One tile at a time — Forager review

Forager is a tough game to pin down. A sprinkle of casual adventuring, a dash of crafting, and a pinch of idling contribute to the game’s unique flavor. To the avid gamer who is all too familiar with the Minecraft-led survival zeitgeist, Forager’s gameplay trifecta should tread on familiar ground. And it does, but it isn’t without a few tricks of its own. There’s something more in its wiring than the competition, and it breathes new life into this dusty genre framework. Unlike role models Zelda and Minecraft, HopFrog’s debut title doesn’t focus solely on evoking feelings of childhood exploration, nor does it focus on taming and reshaping a vast world to your liking. Forager avoids putting all its eggs into one basket, and in fact, does quite the opposite. The game wants to do it all and then some, letting you, the player, decide which one to tackle first. Forager is what you make of it, and therein lies the beauty.

At the time of writing, Forager sits at 23 hours played, and me at half a dozen changes of heart. In fact, I’m still playing right now, chasing after my next goal despite being an overpowered, landscaping super-weapon surrounded by my personal entourage of mob-slaying, resource-gathering death-machines.
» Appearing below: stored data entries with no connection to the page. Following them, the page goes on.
//! Non-fatal pipeline diagnostics
//!
//! Every recoverable condition the pipeline meets is recorded here in
//! encounter order and later written out as `report.json`.

use serde::{Deserialize, Serialize};
use std::collections::{BTreeMap, BTreeSet};
use std::fmt;
use std::path::Path;

/// Category of a recorded issue
#[derive(Debug, Clone, Copy, PartialEq, Eq, PartialOrd, Ord, Hash, Serialize, Deserialize)]
#[serde(rename_all = "snake_case")]
pub enum IssueKind {
    /// An expected file or directory was absent or unreadable
    MissingInput,
    /// A record without a usable identity; it was skipped
    MalformedRecord,
    /// A cross-reference that could not be resolved
    UnresolvedReference,
    /// An entity that fell through every classifier tier
    ClassificationMiss,
    /// A later entity dropped in favour of an earlier one with the same key
    DuplicateDropped,
}

impl fmt::Display for IssueKind {
    fn fmt(&self, f: &mut fmt::Formatter<'_>) -> fmt::Result {
        let s = match self {
            IssueKind::MissingInput => "missing_input",
            IssueKind::MalformedRecord => "malformed_record",
            IssueKind::UnresolvedReference => "unresolved_reference",
            IssueKind::ClassificationMiss => "classification_miss",
            IssueKind::DuplicateDropped => "duplicate_dropped",
        };
        write!(f, "{}", s)
    }
}

#[derive(Debug, Clone, PartialEq, Eq, Serialize, Deserialize)]
pub struct Issue {
    pub kind: IssueKind,
    /// What the issue is about (file path, object id, slug)
    pub subject: String,
    pub detail: String,
}

#[derive(Debug, Clone, Default, PartialEq, Eq, Serialize, Deserialize)]
pub struct Report {
    pub issues: Vec<Issue>,
}

impl Report {
    pub fn new() -> Self {
        Self::default()
    }

    fn push(&mut self, kind: IssueKind, subject: impl Into<String>, detail: impl Into<String>) {
        self.issues.push(Issue {
            kind,
            subject: subject.into(),
            detail: detail.into(),
        });
    }

    pub fn missing_input(&mut self, path: &Path, detail: impl Into<String>) {
        let detail = detail.into();
        tracing::warn!(path = %path.display(), "{}", detail);
        self.push(IssueKind::MissingInput, path.display().to_string(), detail);
    }

    pub fn malformed(&mut self, subject: impl Into<String>, detail: impl Into<String>) {
        let subject = subject.into();
        let detail = detail.into();
        tracing::debug!(%subject, "skipping malformed record: {}", detail);
        self.push(IssueKind::MalformedRecord, subject, detail);
    }

    pub fn unresolved(&mut self, subject: impl Into<String>, detail: impl Into<String>) {
        let subject = subject.into();
        let detail = detail.into();
        tracing::debug!(%subject, "unresolved reference: {}", detail);
        self.push(IssueKind::UnresolvedReference, subject, detail);
    }

    /// Record a classifier miss once per (collection, slug)
    pub fn classification_miss(&mut self, collection: &str, slug: &str) {
        let seen = self
            .of_kind(IssueKind::ClassificationMiss)
            .any(|i| i.subject == slug && i.detail == collection);
        if !seen {
            self.push(IssueKind::ClassificationMiss, slug, collection);
        }
    }

    pub fn duplicate_dropped(&mut self, subject: impl Into<String>, detail: impl Into<String>) {
        let subject = subject.into();
        let detail = detail.into();
        tracing::warn!(%subject, "dropping duplicate: {}", detail);
        self.push(IssueKind::DuplicateDropped, subject, detail);
    }

    pub fn of_kind(&self, kind: IssueKind) -> impl Iterator<Item = &Issue> {
        self.issues.iter().filter(move |i| i.kind == kind)
    }

    pub fn count(&self, kind: IssueKind) -> usize {
        self.of_kind(kind).count()
    }

    pub fn is_empty(&self) -> bool {
        self.issues.is_empty()
    }

    /// Issue counts per kind
    pub fn summary(&self) -> BTreeMap<IssueKind, usize> {
        let mut counts = BTreeMap::new();
        for issue in &self.issues {
            *counts.entry(issue.kind).or_insert(0) += 1;
        }
        counts
    }

    /// Slugs that fell through to "unknown", for one collection
    pub fn missing_categories(&self, collection: &str) -> BTreeSet<&str> {
        self.of_kind(IssueKind::ClassificationMiss)
            .filter(|i| i.detail == collection)
            .map(|i| i.subject.as_str())
            .collect()
    }

    pub fn extend(&mut self, other: Report) {
        self.issues.extend(other.issues);
    }
}

#[cfg(test)]
mod tests {
    use super::*;

    #[test]
    fn test_classification_miss_recorded_once() {
        let mut report = Report::new();
        report.classification_miss("abilities", "mystery-spell");
        report.classification_miss("abilities", "mystery-spell");
        report.classification_miss("items", "mystery-spell");

        assert_eq!(report.count(IssueKind::ClassificationMiss), 2);
        let missing = report.missing_categories("abilities");
        assert!(missing.contains("mystery-spell"));
        assert_eq!(missing.len(), 1);
    }

    #[test]
    fn test_summary_counts_by_kind() {
        let mut report = Report::new();
        report.malformed("I000", "no name");
        report.malformed("I001", "no name");
        report.unresolved("recipe:I002", "ingredient I003 unknown");

        let summary = report.summary();
        assert_eq!(summary.get(&IssueKind::MalformedRecord), Some(&2));
        assert_eq!(summary.get(&IssueKind::UnresolvedReference), Some(&1));
        assert_eq!(summary.get(&IssueKind::MissingInput), None);
    }

    #[test]
    fn test_issue_kind_serializes_snake_case() {
        let json = serde_json::to_string(&IssueKind::DuplicateDropped).unwrap();
        assert_eq!(json, "\"duplicate_dropped\"");
        assert_eq!(IssueKind::MissingInput.to_string(), "missing_input");
    }
}
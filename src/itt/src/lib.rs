//! # itt
//!
//! Island Troll Tribes object data extraction and normalization.
//!
//! This library turns the game's object data into a content dataset:
//! - Read per-object field overrides dumped from the map archive
//! - Scrape ability, item and class data from `.wurst` source
//! - Resolve recipes, spell lists and the class hierarchy
//! - Classify items and abilities into content categories
//! - Deduplicate and write one JSON collection per entity type
//!
//! ## Example
//!
//! ```no_run
//! use std::path::Path;
//!
//! # fn main() -> Result<(), Box<dyn std::error::Error>> {
//! let inputs = itt::PipelineInputs {
//!     archive_dir: "work/raw".into(),
//!     source_dir: "external/island-troll-tribes/wurst".into(),
//!     category_mappings: Some("config/category-mappings.json".into()),
//!     ..Default::default()
//! };
//!
//! let (dataset, report) = itt::Pipeline::new(inputs).run()?;
//! println!("{} items, {} abilities", dataset.items.len(), dataset.abilities.len());
//! println!("issues: {:?}", report.summary());
//!
//! dataset.write(Path::new("out"), &report)?;
//! # Ok(())
//! # }
//! ```

pub mod classify;
pub mod codec;
pub mod error;
pub mod extract;
pub mod fields;
pub mod merge;
pub mod model;
pub mod pipeline;
pub mod report;
pub mod text;
pub mod xref;

#[doc(inline)]
pub use classify::{CategoryMappings, Classification, Classifier, ClassifierSettings, Tier};
#[doc(inline)]
pub use codec::{decode_object_id, encode_object_id, normalize_object_id, LocalObjectTable};
#[doc(inline)]
pub use error::{Error, Result};
#[doc(inline)]
pub use fields::{get_all_levels, get_field, FieldValue, OverrideRecord};
#[doc(inline)]
pub use model::{
    Ability, AbilityCategory, Building, ClassHierarchy, ClassKind, Item, ItemCategory, Recipe,
    SpellType, TrollClass, Unit, UnitType,
};
#[doc(inline)]
pub use pipeline::{Dataset, MetadataBundle, Pipeline, PipelineInputs, Stage};
#[doc(inline)]
pub use report::{Issue, IssueKind, Report};
#[doc(inline)]
pub use text::{normalize_name, slugify, strip_color_codes, SlugAllocator};
/// Item details keyed by normalized constant (`ITEM_IRON_AXE` -> `iron-axe`).
///
/// Constants are collected across all files first; details for each are then
/// gathered from every file mentioning the constant. Only items with at least
/// one bonus or property are kept.
pub fn extract_item_details(files: &[SourceFile]) -> BTreeMap<String, ItemDetails> {
    let mut constants: BTreeMap<String, ItemConstant> = BTreeMap::new();
    for file in files {
        for c in scan_item_constants(&file.content) {
            constants.insert(constant_to_slug(&c.constant.to_uppercase(), "ITEM_"), c);
        }
    }

    let mut details = BTreeMap::new();
    for (key, constant) in constants {
        let upper = constant.constant.to_uppercase();
        let bare = upper.strip_prefix("ITEM_").unwrap_or(&upper).to_string();
        let mut item = ItemDetails {
            constant: constant.constant.clone(),
            raw_code: constant.raw_code.clone(),
            ..Default::default()
        };

        for file in files
            .iter()
            .filter(|f| f.content.contains(&constant.constant) || f.content.contains(&bare))
        {
            item.bonuses.extend(scan_item_bonuses(&file.content, &bare));
            scan_item_properties(&file.content, &bare, &mut item);
        }

        if item.has_details() {
            details.insert(key, item);
        }
    }
    tracing::info!(count = details.len(), "extracted item details");
    details
}
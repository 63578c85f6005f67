//! Source extractors
//!
//! Each extractor turns one kind of input into raw records and never fails
//! the run: missing or unreadable inputs are reported and read as empty.
//!
//! - [`archive`]: object tables dumped from the map archive
//! - [`dsl`]: ability and item blocks in `.wurst` source
//! - [`script`]: recipes and id tables in the generated `war3map.j`
//! - [`classes`]: spell lists, base class table and class tooltips

pub mod archive;
pub mod classes;
pub mod dsl;
pub mod script;

use std::collections::BTreeMap;
use std::fs;
use std::path::Path;

use crate::model::{AbilityDetails, ItemDetails, RawAbility, RawBuilding, RawItem, RawRecipe, RawUnit};
use crate::report::Report;

pub use archive::{
    extract_abilities, extract_buildings, extract_items, extract_units, load_object_table,
    ObjectTable,
};
pub use classes::{
    scan_base_class_table, scan_class_descriptions, scan_spell_lists, AbilityRelation, SpellLists,
};
pub use dsl::{extract_ability_details, extract_item_details, load_sources, SourceFile};
pub use script::MapScript;

// Well-known input locations
pub const ITEMS_FILE: &str = "items.json";
pub const ABILITIES_FILE: &str = "abilities.json";
pub const UNITS_FILE: &str = "units.json";
pub const BUILDINGS_FILE: &str = "buildings.json";
pub const MAP_SCRIPT_FILE: &str = "war3map.j";
pub const UNIT_TEXT_FILE: &str = "objects/units/TrollUnitTextConstant.wurst";
pub const CLASSES_FILE: &str = "systems/core/Classes.wurst";
pub const ABILITIES_SOURCE_DIR: &str = "objects/abilities";

/// Everything the extractors produced in one pass
#[derive(Debug, Clone, Default)]
pub struct Extraction {
    pub items: Vec<RawItem>,
    pub abilities: Vec<RawAbility>,
    pub units: Vec<RawUnit>,
    pub buildings: Vec<RawBuilding>,
    pub recipes: Vec<RawRecipe>,
    /// DSL ability blocks keyed by identifier
    pub ability_details: BTreeMap<String, AbilityDetails>,
    /// DSL item blocks keyed by normalized constant
    pub item_details: BTreeMap<String, ItemDetails>,
    pub spell_lists: SpellLists,
    /// Unit name -> base class slug
    pub base_classes: BTreeMap<String, String>,
    /// Class slug -> description
    pub class_descriptions: BTreeMap<String, String>,
    /// Item lookup key -> canonical lowercase name
    pub item_names: BTreeMap<String, String>,
    /// Ability constant body -> ability slug
    pub ability_ids: BTreeMap<String, String>,
}

fn read_optional(path: &Path, what: &str, report: &mut Report) -> Option<String> {
    match fs::read_to_string(path) {
        Ok(content) => Some(content),
        Err(e) => {
            report.missing_input(path, format!("cannot read {}: {}", what, e));
            None
        }
    }
}

fn object_table(dir: &Path, file: &str, report: &mut Report) -> ObjectTable {
    load_object_table(&dir.join(file), report).unwrap_or_default()
}

/// Run every extractor over the archive dump and the DSL source tree.
pub fn extract_all(archive_dir: &Path, source_dir: &Path, report: &mut Report) -> Extraction {
    let mut extraction = Extraction {
        items: extract_items(&object_table(archive_dir, ITEMS_FILE, report), report),
        abilities: extract_abilities(&object_table(archive_dir, ABILITIES_FILE, report), report),
        units: extract_units(&object_table(archive_dir, UNITS_FILE, report), report),
        buildings: extract_buildings(&object_table(archive_dir, BUILDINGS_FILE, report), report),
        ..Default::default()
    };

    if let Some(content) = read_optional(&archive_dir.join(MAP_SCRIPT_FILE), "map script", report) {
        let script = MapScript::parse(&content);
        extraction.recipes = script.recipes();
        extraction.item_names = script.item_name_map();
        extraction.ability_ids = script.ability_id_map();
    }

    let sources = load_sources(source_dir, report);
    let ability_sources: Vec<SourceFile> = sources
        .iter()
        .filter(|f| f.relative.starts_with(ABILITIES_SOURCE_DIR))
        .cloned()
        .collect();
    extraction.ability_details = extract_ability_details(&ability_sources);
    extraction.item_details = extract_item_details(&sources);

    if let Some(content) = read_optional(&source_dir.join(UNIT_TEXT_FILE), "unit text constants", report)
    {
        extraction.spell_lists = scan_spell_lists(&content);
        extraction.class_descriptions = scan_class_descriptions(&content);
    }
    if let Some(content) = read_optional(&source_dir.join(CLASSES_FILE), "class table", report) {
        extraction.base_classes = scan_base_class_table(&content);
    }

    extraction
}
And believe me, it’s been quite the roller-coaster. Forager, in a single word, is endearing. From the moment the game launches, players are welcomed to the whimsical world of Forager with eye-catching colors, crunchy sounds, soothing earworms, and countless references. There’s a community art spotlight, roadmaps, quirky credits with custom portraits, and a plethora of extras—all things pointing to a community-centric game. It’s important to keep that in mind going forward.
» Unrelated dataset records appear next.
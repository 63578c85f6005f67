//! Closed vocabularies used across the dataset.

use serde::{Deserialize, Serialize};

#[derive(Debug, Clone, PartialEq, Eq, thiserror::Error)]
pub enum ParseError {
    #[error("Invalid item category: {0}")]
    InvalidItemCategory(String),
    #[error("Invalid ability category: {0}")]
    InvalidAbilityCategory(String),
    #[error("Invalid unit type: {0}")]
    InvalidUnitType(String),
}

/// Content category of an item
#[derive(Debug, Clone, Copy, Default, PartialEq, Eq, PartialOrd, Ord, Hash, Serialize, Deserialize)]
#[serde(rename_all = "kebab-case")]
pub enum ItemCategory {
    RawMaterials,
    Weapons,
    Armor,
    Potions,
    Scrolls,
    Buildings,
    #[default]
    Unknown,
}

impl ItemCategory {
    pub const ALL: &'static [ItemCategory] = &[
        Self::RawMaterials,
        Self::Weapons,
        Self::Armor,
        Self::Potions,
        Self::Scrolls,
        Self::Buildings,
        Self::Unknown,
    ];

    pub fn as_str(&self) -> &'static str {
        match self {
            Self::RawMaterials => "raw-materials",
            Self::Weapons => "weapons",
            Self::Armor => "armor",
            Self::Potions => "potions",
            Self::Scrolls => "scrolls",
            Self::Buildings => "buildings",
            Self::Unknown => "unknown",
        }
    }
}

impl std::fmt::Display for ItemCategory {
    fn fmt(&self, f: &mut std::fmt::Formatter<'_>) -> std::fmt::Result {
        f.write_str(self.as_str())
    }
}

impl std::str::FromStr for ItemCategory {
    type Err = ParseError;
    fn from_str(s: &str) -> Result<Self, Self::Err> {
        let lower = s.trim().to_lowercase();
        Self::ALL
            .iter()
            .copied()
            .find(|c| c.as_str() == lower)
            .ok_or_else(|| ParseError::InvalidItemCategory(s.to_string()))
    }
}

/// Content category of an ability
#[derive(Debug, Clone, Copy, Default, PartialEq, Eq, PartialOrd, Ord, Hash, Serialize, Deserialize)]
#[serde(rename_all = "lowercase")]
pub enum AbilityCategory {
    Basic,
    Hunter,
    Beastmaster,
    Mage,
    Priest,
    Thief,
    Scout,
    Gatherer,
    Item,
    Building,
    BonusHandler,
    Buff,
    AuraDummy,
    #[default]
    Unknown,
}

impl AbilityCategory {
    pub const ALL: &'static [AbilityCategory] = &[
        Self::Basic,
        Self::Hunter,
        Self::Beastmaster,
        Self::Mage,
        Self::Priest,
        Self::Thief,
        Self::Scout,
        Self::Gatherer,
        Self::Item,
        Self::Building,
        Self::BonusHandler,
        Self::Buff,
        Self::AuraDummy,
        Self::Unknown,
    ];

    pub fn as_str(&self) -> &'static str {
        match self {
            Self::Basic => "basic",
            Self::Hunter => "hunter",
            Self::Beastmaster => "beastmaster",
            Self::Mage => "mage",
            Self::Priest => "priest",
            Self::Thief => "thief",
            Self::Scout => "scout",
            Self::Gatherer => "gatherer",
            Self::Item => "item",
            Self::Building => "building",
            Self::BonusHandler => "bonushandler",
            Self::Buff => "buff",
            Self::AuraDummy => "auradummy",
            Self::Unknown => "unknown",
        }
    }

    /// Categories named after a playable base class
    pub fn is_troll_class(&self) -> bool {
        matches!(
            self,
            Self::Hunter
                | Self::Beastmaster
                | Self::Mage
                | Self::Priest
                | Self::Thief
                | Self::Scout
                | Self::Gatherer
        )
    }

    /// Lenient parse for curated data: `subclass`, `superclass` and anything
    /// unrecognised collapse to `Unknown`.
    pub fn normalize(raw: &str) -> Self {
        raw.parse().unwrap_or(Self::Unknown)
    }
}

impl std::fmt::Display for AbilityCategory {
    fn fmt(&self, f: &mut std::fmt::Formatter<'_>) -> std::fmt::Result {
        f.write_str(self.as_str())
    }
}

impl std::str::FromStr for AbilityCategory {
    type Err = ParseError;
    fn from_str(s: &str) -> Result<Self, Self::Err> {
        let lower = s.trim().to_lowercase();
        Self::ALL
            .iter()
            .copied()
            .find(|c| c.as_str() == lower)
            .ok_or_else(|| ParseError::InvalidAbilityCategory(s.to_string()))
    }
}

/// Coarse role of a unit
#[derive(Debug, Clone, Copy, PartialEq, Eq, PartialOrd, Ord, Hash, Serialize, Deserialize)]
#[serde(rename_all = "kebab-case")]
pub enum UnitType {
    Troll,
    Animal,
    Boss,
    Building,
    Dummy,
    UnitDummyItemReward,
    Other,
}

impl std::fmt::Display for UnitType {
    fn fmt(&self, f: &mut std::fmt::Formatter<'_>) -> std::fmt::Result {
        let s = match self {
            Self::Troll => "troll",
            Self::Animal => "animal",
            Self::Boss => "boss",
            Self::Building => "building",
            Self::Dummy => "dummy",
            Self::UnitDummyItemReward => "unit-dummy-item-reward",
            Self::Other => "other",
        };
        f.write_str(s)
    }
}

impl std::str::FromStr for UnitType {
    type Err = ParseError;
    fn from_str(s: &str) -> Result<Self, Self::Err> {
        match s {
            "troll" => Ok(Self::Troll),
            "animal" => Ok(Self::Animal),
            "boss" => Ok(Self::Boss),
            "building" => Ok(Self::Building),
            "dummy" => Ok(Self::Dummy),
            "unit-dummy-item-reward" => Ok(Self::UnitDummyItemReward),
            "other" => Ok(Self::Other),
            _ => Err(ParseError::InvalidUnitType(s.to_string())),
        }
    }
}

/// Tier of the spell list an ability was found in
#[derive(Debug, Clone, Copy, PartialEq, Eq, PartialOrd, Ord, Hash, Serialize, Deserialize)]
#[serde(rename_all = "lowercase")]
pub enum SpellType {
    Hero,
    Normal,
    Basic,
}

/// Position of a class in the hierarchy
#[derive(Debug, Clone, Copy, PartialEq, Eq, PartialOrd, Ord, Hash, Serialize, Deserialize)]
#[serde(rename_all = "lowercase")]
pub enum ClassKind {
    Base,
    Subclass,
    Superclass,
}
Forager hands the player a pickaxe and drops them onto a tiny island with nothing to do but start harvesting resources. The first hour of play is ultimately what will make or break the experience for many players. Early harvesting is slow, monotonous work, exacerbated by a steady stream of goals and milestones that continues growing far faster than the player can complete them. But, it’s unfair to say Forager’s early game is slower than that of its contemporaries. However, between the small land masses, limited inventory space, slow harvesting with slow spawning sources, and a curated system of unlocks, it sure gives off that energy. But it’s work that needs to be done if players want to win free reign.
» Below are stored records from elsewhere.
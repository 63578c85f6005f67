//! Packed object identifiers
//!
//! Every game object is keyed by a four character code such as `I00A` or
//! `hfoo`. Generated map scripts store the code packed into a 32-bit integer,
//! one byte per character, most significant byte first.
//!
//! The generated scripts also bind object codes to named constants through a
//! chain of temporaries:
//!
//! ```text
//! set receiver_12 = 1227894832
//! call int_registerObjectID(receiver_12, "Iron Axe", "...")
//! set LocalObjectIDs_ITEM_IRON_AXE = receiver_12
//! set ITEM_IRON_AXE = LocalObjectIDs_ITEM_IRON_AXE
//! ```
//!
//! [`LocalObjectTable`] collects those bindings and [`resolve_alias`] follows
//! the plain `set A = B` hops back to the registered constant.

use once_cell::sync::Lazy;
use regex::Regex;
use serde::{Deserialize, Serialize};
use std::collections::{BTreeMap, HashMap, HashSet};

const CODE_LEN: usize = 4;

/// Decode a packed identifier into its four character code.
///
/// Non-finite input yields `None`. Other values are truncated and reduced
/// modulo 2^32 first, so any number a script literal can hold is accepted.
/// A code made only of whitespace is treated as absent.
pub fn decode_object_id(value: f64) -> Option<String> {
    if !value.is_finite() {
        return None;
    }
    let packed = value.trunc().rem_euclid(4_294_967_296.0) as u32;
    let code: String = packed.to_be_bytes().iter().map(|&b| char::from(b)).collect();
    if code.trim().is_empty() {
        None
    } else {
        Some(code)
    }
}

/// Pack a four character code back into its integer form.
///
/// Each character must fit in one byte.
pub fn encode_object_id(code: &str) -> Option<u32> {
    let mut bytes = [0u8; CODE_LEN];
    let mut count = 0;
    for c in code.chars() {
        if count == CODE_LEN {
            return None;
        }
        bytes[count] = u8::try_from(u32::from(c)).ok()?;
        count += 1;
    }
    if count != CODE_LEN {
        return None;
    }
    Some(u32::from_be_bytes(bytes))
}

/// Canonical form of an object id: the part before any `:` suffix, uppercased.
pub fn normalize_object_id(raw: &str) -> Option<String> {
    let base = raw.split(':').next().unwrap_or_default().trim();
    if base.is_empty() {
        None
    } else {
        Some(base.to_uppercase())
    }
}

/// Follow `name -> name` substitutions until a terminal name is reached.
///
/// Resolution stops at the first name seen twice, so cyclic alias chains
/// terminate instead of looping.
pub fn resolve_alias(name: &str, aliases: &HashMap<String, String>) -> String {
    let mut current = name;
    let mut visited = HashSet::new();
    while let Some(next) = aliases.get(current) {
        if !visited.insert(current) {
            break;
        }
        current = next;
    }
    current.to_string()
}

// ============================================================================
// Local object table
// ============================================================================

static RECEIVER_VALUE: Lazy<Regex> =
    Lazy::new(|| Regex::new(r"^\s*set\s+receiver_(\d+)\s*=\s*(-?\d+)").unwrap());
static RECEIVER_NAME: Lazy<Regex> = Lazy::new(|| {
    Regex::new(r#"^\s*call\s+int_registerObjectID\s*\(\s*receiver_(\d+)\s*,\s*"([^"]+)""#).unwrap()
});
static CONST_BINDING: Lazy<Regex> = Lazy::new(|| {
    Regex::new(r"^\s*set\s+(LocalObjectIDs_[A-Za-z0-9_]+)\s*=\s*receiver_(\d+)").unwrap()
});
static PLAIN_ALIAS: Lazy<Regex> =
    Lazy::new(|| Regex::new(r"^\s*set\s+([A-Za-z0-9_]+)\s*=\s*([A-Za-z0-9_]+)").unwrap());

/// Object registered under a `LocalObjectIDs_*` constant
#[derive(Debug, Clone, Default, PartialEq, Eq, Serialize, Deserialize)]
pub struct ObjectRef {
    /// Display name passed to the registration call
    #[serde(skip_serializing_if = "Option::is_none")]
    pub name: Option<String>,
    /// Decoded four character code
    #[serde(skip_serializing_if = "Option::is_none")]
    pub object_id: Option<String>,
}

/// Constant bindings and alias chains parsed from generated map script
#[derive(Debug, Clone, Default)]
pub struct LocalObjectTable {
    pub objects: BTreeMap<String, ObjectRef>,
    pub aliases: HashMap<String, String>,
}

impl LocalObjectTable {
    pub fn parse<'a>(lines: impl IntoIterator<Item = &'a str>) -> Self {
        let mut receiver_values: HashMap<String, f64> = HashMap::new();
        let mut receiver_names: HashMap<String, String> = HashMap::new();
        let mut table = Self::default();

        for line in lines {
            if let Some(caps) = RECEIVER_VALUE.captures(line) {
                if let Ok(value) = caps[2].parse::<f64>() {
                    receiver_values.insert(caps[1].to_string(), value);
                }
                continue;
            }

            if let Some(caps) = RECEIVER_NAME.captures(line) {
                receiver_names.insert(caps[1].to_string(), caps[2].to_string());
                continue;
            }

            if let Some(caps) = CONST_BINDING.captures(line) {
                let receiver = &caps[2];
                table.objects.insert(
                    caps[1].to_string(),
                    ObjectRef {
                        name: receiver_names.get(receiver).cloned(),
                        object_id: receiver_values
                            .get(receiver)
                            .and_then(|v| decode_object_id(*v)),
                    },
                );
                continue;
            }

            if let Some(caps) = PLAIN_ALIAS.captures(line) {
                let (target, source) = (&caps[1], &caps[2]);
                if !target.starts_with("receiver") && !source.starts_with("receiver") {
                    table.aliases.insert(target.to_string(), source.to_string());
                }
            }
        }

        table
    }

    pub fn resolve(&self, name: &str) -> String {
        resolve_alias(name, &self.aliases)
    }

    pub fn get(&self, constant: &str) -> Option<&ObjectRef> {
        self.objects.get(constant)
    }
}

#[cfg(test)]
mod tests {
    use super::*;

    #[test]
    fn test_decode_known_code() {
        // 'I' 0x49, '0' 0x30, '0' 0x30, 'A' 0x41
        assert_eq!(decode_object_id(f64::from(0x4930_3041u32)), Some("I00A".into()));
        assert_eq!(encode_object_id("I00A"), Some(0x4930_3041));
    }

    #[test]
    fn test_decode_rejects_non_finite() {
        assert_eq!(decode_object_id(f64::NAN), None);
        assert_eq!(decode_object_id(f64::INFINITY), None);
    }

    #[test]
    fn test_decode_blank_code_is_none() {
        assert_eq!(decode_object_id(f64::from(0x2020_2020u32)), None);
    }

    #[test]
    fn test_decode_wraps_like_uint32() {
        let wrapped = 4_294_967_296.0 + f64::from(0x6866_6F6Fu32);
        assert_eq!(decode_object_id(wrapped), Some("hfoo".into()));
        assert_eq!(decode_object_id(-1.0), Some("\u{ff}\u{ff}\u{ff}\u{ff}".into()));
    }

    #[test]
    fn test_encode_decode_round_trip_samples() {
        let mut v: u64 = 0;
        while v < (1u64 << 32) {
            let value = v as u32;
            if let Some(code) = decode_object_id(f64::from(value)) {
                assert_eq!(encode_object_id(&code), Some(value), "value {value:#x}");
            }
            v += 0x0001_0F03;
        }
        for value in [0u32, 1, 0xFF, 0x4141_4141, u32::MAX] {
            if let Some(code) = decode_object_id(f64::from(value)) {
                assert_eq!(encode_object_id(&code), Some(value));
            }
        }
    }

    #[test]
    fn test_encode_rejects_bad_codes() {
        assert_eq!(encode_object_id("I00"), None);
        assert_eq!(encode_object_id("I00AB"), None);
        assert_eq!(encode_object_id("I0\u{263a}A"), None);
    }

    #[test]
    fn test_normalize_object_id() {
        assert_eq!(normalize_object_id("i00a:hslv"), Some("I00A".into()));
        assert_eq!(normalize_object_id("hfoo"), Some("HFOO".into()));
        assert_eq!(normalize_object_id(":x"), None);
        assert_eq!(normalize_object_id(""), None);
    }

    #[test]
    fn test_resolve_alias_chain() {
        let aliases: HashMap<String, String> = [("A", "B"), ("B", "C")]
            .into_iter()
            .map(|(k, v)| (k.to_string(), v.to_string()))
            .collect();
        assert_eq!(resolve_alias("A", &aliases), "C");
        assert_eq!(resolve_alias("Z", &aliases), "Z");
    }

    #[test]
    fn test_resolve_alias_cycle_terminates() {
        let aliases: HashMap<String, String> = [("A", "B"), ("B", "C"), ("C", "A")]
            .into_iter()
            .map(|(k, v)| (k.to_string(), v.to_string()))
            .collect();
        // A -> B -> C -> A: stops when A repeats
        assert_eq!(resolve_alias("A", &aliases), "A");

        let self_loop: HashMap<String, String> =
            [("X".to_string(), "X".to_string())].into_iter().collect();
        assert_eq!(resolve_alias("X", &self_loop), "X");
    }

    #[test]
    fn test_local_object_table_parse() {
        let script = r#"
            set receiver_3 = 1227894832
            call int_registerObjectID(receiver_3, "Iron Axe", "stack")
            set LocalObjectIDs_ITEM_IRON_AXE = receiver_3
            set ITEM_IRON_AXE = LocalObjectIDs_ITEM_IRON_AXE
            set receiver_4 = receiver_3
        "#;
        let table = LocalObjectTable::parse(script.lines());

        let axe = table.get("LocalObjectIDs_ITEM_IRON_AXE").unwrap();
        assert_eq!(axe.name.as_deref(), Some("Iron Axe"));
        assert_eq!(axe.object_id.as_deref(), Some("I000"));
        assert_eq!(table.resolve("ITEM_IRON_AXE"), "LocalObjectIDs_ITEM_IRON_AXE");
        assert!(!table.aliases.contains_key("receiver_4"));
    }
}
Growing more friends for my last beet friend

Expanding the play space costs coins, with tougher “tiles” of the map tied to steeper fees in an effort to nudge players down a recommended path. The tiles draw from a bag of presets, meaning every end-game map will contain the same tiles arranged slightly differently. New tiles bring with them additional resources to add to the growing pool, and in gathering them, players gain experience and work towards new structures and gear. Skill points earned through levelling can be allocated into four interconnected branches: Industrial, Farming, Economic, and Magical. By spending skill points, players unlock new structures to build, offering new tools and equipment to increase harvesting efficiency in exchange for resources.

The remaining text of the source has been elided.